(Stored data)
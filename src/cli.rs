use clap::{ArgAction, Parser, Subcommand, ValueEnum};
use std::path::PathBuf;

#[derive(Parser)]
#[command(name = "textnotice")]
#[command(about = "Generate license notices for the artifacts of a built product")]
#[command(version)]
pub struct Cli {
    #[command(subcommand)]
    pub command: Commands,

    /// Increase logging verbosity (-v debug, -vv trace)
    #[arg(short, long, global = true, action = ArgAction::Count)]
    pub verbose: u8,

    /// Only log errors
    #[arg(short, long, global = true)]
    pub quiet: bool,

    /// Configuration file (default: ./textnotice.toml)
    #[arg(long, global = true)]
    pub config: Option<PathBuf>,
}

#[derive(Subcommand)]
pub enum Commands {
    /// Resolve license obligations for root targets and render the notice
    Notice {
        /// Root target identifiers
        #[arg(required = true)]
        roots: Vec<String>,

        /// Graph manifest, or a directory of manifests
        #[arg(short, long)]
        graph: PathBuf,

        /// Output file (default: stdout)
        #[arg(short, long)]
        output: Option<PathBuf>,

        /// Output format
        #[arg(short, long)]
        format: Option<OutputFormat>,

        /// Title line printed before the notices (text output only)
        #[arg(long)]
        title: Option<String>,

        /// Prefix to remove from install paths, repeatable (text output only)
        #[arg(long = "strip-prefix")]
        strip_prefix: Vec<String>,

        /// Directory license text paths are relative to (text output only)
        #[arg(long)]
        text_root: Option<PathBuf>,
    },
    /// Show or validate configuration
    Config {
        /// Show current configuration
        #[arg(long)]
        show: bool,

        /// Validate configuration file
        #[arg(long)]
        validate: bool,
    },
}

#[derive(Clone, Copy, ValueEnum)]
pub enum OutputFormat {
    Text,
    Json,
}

* * *

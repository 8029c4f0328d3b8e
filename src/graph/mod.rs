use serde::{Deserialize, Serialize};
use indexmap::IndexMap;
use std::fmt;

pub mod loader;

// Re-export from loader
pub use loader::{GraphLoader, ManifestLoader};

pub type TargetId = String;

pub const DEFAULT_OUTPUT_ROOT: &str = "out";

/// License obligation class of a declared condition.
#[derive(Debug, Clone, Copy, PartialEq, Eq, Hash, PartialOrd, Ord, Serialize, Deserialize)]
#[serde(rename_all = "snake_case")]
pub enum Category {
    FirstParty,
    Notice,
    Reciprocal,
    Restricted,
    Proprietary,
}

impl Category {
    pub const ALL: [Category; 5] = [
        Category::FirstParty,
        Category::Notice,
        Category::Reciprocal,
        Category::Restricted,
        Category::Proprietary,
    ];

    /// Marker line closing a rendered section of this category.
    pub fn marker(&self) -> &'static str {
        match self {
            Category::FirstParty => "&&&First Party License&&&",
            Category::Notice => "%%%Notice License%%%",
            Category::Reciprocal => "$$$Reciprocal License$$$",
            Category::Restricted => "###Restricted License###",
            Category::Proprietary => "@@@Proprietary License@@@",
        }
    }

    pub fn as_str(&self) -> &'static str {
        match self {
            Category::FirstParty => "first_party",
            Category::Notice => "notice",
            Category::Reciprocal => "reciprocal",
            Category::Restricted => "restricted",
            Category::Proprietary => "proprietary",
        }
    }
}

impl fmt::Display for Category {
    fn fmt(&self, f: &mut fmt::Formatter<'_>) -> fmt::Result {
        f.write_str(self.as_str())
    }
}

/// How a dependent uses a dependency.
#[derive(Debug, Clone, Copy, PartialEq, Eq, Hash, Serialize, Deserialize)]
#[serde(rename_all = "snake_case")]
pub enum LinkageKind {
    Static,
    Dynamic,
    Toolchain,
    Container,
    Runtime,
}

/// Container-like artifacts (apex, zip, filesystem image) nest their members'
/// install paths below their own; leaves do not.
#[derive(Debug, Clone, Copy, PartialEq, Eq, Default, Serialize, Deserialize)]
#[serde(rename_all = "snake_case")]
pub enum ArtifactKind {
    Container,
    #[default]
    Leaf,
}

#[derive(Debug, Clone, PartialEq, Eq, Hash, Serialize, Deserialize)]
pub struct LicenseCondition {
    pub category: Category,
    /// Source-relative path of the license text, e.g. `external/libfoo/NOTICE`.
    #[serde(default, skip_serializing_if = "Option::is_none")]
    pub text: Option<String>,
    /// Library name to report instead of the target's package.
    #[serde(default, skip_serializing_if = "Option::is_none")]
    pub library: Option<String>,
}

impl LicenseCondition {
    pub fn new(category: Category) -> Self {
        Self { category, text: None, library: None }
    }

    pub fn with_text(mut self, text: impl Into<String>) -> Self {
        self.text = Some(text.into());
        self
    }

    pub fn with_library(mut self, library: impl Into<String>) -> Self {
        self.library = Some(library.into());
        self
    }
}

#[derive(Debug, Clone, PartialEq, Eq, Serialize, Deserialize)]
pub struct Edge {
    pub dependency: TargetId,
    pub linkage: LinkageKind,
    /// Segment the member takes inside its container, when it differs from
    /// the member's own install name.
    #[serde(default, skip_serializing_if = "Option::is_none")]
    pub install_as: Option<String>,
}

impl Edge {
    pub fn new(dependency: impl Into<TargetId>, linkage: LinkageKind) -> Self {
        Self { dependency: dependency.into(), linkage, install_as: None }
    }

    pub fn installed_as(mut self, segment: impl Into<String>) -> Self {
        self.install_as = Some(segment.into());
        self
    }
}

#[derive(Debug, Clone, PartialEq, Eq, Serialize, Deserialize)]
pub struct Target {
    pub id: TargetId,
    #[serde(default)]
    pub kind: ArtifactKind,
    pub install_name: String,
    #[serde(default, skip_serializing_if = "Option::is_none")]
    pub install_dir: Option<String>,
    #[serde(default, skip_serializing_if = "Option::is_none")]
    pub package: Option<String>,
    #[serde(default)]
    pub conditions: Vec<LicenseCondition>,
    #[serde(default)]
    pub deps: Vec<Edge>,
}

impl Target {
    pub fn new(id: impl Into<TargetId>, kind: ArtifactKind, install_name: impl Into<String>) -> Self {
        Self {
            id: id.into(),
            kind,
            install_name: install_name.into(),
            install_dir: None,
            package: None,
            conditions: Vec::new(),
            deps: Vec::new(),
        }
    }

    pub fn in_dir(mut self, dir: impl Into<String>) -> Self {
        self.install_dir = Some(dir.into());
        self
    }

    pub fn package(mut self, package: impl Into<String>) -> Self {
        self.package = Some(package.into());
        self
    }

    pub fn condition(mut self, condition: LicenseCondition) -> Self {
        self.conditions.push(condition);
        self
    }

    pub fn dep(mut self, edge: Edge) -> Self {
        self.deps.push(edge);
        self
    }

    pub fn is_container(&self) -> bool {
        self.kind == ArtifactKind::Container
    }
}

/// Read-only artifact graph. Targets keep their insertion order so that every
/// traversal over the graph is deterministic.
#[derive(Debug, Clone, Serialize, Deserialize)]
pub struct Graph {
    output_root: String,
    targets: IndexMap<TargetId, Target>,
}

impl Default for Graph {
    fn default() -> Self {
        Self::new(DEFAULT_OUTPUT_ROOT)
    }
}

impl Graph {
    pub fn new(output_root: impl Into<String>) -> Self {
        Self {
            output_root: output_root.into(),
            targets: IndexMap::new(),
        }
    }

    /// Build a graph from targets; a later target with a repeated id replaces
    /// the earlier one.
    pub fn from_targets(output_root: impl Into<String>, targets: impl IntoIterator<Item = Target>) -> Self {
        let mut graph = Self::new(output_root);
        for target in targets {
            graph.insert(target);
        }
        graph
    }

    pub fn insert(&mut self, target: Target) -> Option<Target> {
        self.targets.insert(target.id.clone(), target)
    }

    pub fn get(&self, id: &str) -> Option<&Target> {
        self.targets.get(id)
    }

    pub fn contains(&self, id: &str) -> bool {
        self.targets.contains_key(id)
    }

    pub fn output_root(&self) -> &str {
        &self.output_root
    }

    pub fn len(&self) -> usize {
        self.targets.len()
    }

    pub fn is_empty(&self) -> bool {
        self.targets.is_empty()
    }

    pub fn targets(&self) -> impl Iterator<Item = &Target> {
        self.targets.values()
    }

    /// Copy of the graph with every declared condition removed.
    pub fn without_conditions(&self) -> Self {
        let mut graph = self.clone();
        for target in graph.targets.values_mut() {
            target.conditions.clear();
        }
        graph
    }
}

INSTRUCTIONS TO FOLLOW
Where does the word "textnotice" occur in the data? Copy every line that has it.

ANSWER SPACE
#[command(name = "textnotice")]
    /// Configuration file (default: ./textnotice.toml)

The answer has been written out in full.